WHAT NEEDS TO BE DONE:
Lines containing the word "struct" are the ones to copy from the records below.

━━ RECORDS FOR THE EXERCISE ━━

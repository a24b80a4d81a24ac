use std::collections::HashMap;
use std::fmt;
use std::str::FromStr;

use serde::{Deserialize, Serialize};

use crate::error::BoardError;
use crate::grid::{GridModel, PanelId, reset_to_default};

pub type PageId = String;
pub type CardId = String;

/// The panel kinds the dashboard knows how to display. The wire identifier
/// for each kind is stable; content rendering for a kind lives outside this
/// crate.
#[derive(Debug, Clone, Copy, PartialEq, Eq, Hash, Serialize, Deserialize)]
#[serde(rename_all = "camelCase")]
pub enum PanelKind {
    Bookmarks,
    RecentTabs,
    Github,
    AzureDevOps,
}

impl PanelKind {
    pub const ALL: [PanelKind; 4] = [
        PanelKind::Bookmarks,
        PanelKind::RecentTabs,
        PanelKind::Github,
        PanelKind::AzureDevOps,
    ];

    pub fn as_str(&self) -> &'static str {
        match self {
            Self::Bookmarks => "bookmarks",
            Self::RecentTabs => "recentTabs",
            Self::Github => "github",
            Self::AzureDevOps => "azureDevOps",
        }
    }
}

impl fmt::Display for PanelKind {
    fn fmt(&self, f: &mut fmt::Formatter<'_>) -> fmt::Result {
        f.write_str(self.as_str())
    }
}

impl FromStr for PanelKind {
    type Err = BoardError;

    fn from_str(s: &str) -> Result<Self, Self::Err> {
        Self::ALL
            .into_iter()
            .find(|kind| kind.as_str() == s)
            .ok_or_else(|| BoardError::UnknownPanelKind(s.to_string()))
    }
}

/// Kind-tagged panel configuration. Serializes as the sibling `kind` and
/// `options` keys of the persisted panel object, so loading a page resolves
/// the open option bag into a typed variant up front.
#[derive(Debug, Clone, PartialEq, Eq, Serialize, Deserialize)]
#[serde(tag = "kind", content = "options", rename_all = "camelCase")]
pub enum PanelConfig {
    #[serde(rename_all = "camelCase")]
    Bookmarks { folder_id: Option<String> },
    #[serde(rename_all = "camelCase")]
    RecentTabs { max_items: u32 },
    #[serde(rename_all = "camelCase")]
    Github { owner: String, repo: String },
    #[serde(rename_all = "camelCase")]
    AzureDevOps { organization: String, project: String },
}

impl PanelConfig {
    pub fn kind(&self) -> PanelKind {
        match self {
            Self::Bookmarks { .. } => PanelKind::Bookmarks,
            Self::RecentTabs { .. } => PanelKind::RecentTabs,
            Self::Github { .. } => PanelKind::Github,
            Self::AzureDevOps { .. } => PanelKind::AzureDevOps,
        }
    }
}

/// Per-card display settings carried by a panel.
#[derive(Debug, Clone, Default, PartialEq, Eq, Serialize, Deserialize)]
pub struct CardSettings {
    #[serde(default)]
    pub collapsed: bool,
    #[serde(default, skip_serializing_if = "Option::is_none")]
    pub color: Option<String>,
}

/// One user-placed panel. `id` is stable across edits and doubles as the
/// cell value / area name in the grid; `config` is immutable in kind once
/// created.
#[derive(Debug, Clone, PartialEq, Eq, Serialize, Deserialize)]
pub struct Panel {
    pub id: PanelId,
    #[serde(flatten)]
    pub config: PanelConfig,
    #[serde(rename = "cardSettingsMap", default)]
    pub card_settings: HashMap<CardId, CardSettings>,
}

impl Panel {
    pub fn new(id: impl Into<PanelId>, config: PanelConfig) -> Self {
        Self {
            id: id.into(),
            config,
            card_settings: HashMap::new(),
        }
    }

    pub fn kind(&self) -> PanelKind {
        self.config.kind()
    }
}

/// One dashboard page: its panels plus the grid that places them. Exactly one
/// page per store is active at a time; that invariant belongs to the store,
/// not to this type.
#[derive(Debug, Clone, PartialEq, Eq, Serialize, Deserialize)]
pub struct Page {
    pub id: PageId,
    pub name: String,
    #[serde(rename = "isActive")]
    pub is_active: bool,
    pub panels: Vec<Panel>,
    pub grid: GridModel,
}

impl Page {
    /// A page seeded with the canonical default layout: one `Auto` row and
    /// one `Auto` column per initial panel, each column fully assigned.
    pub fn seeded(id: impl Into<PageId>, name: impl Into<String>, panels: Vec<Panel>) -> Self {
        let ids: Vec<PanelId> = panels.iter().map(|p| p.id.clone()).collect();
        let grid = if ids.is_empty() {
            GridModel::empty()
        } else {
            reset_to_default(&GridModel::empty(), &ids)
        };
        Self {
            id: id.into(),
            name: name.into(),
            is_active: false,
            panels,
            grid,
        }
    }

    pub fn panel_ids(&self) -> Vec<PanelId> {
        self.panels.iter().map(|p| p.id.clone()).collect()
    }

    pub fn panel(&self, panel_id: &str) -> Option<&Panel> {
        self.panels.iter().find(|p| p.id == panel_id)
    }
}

━━━

SOLUTION FOR THIS PROBLEM:
pub struct CardSettings {
pub struct Panel {
pub struct Page {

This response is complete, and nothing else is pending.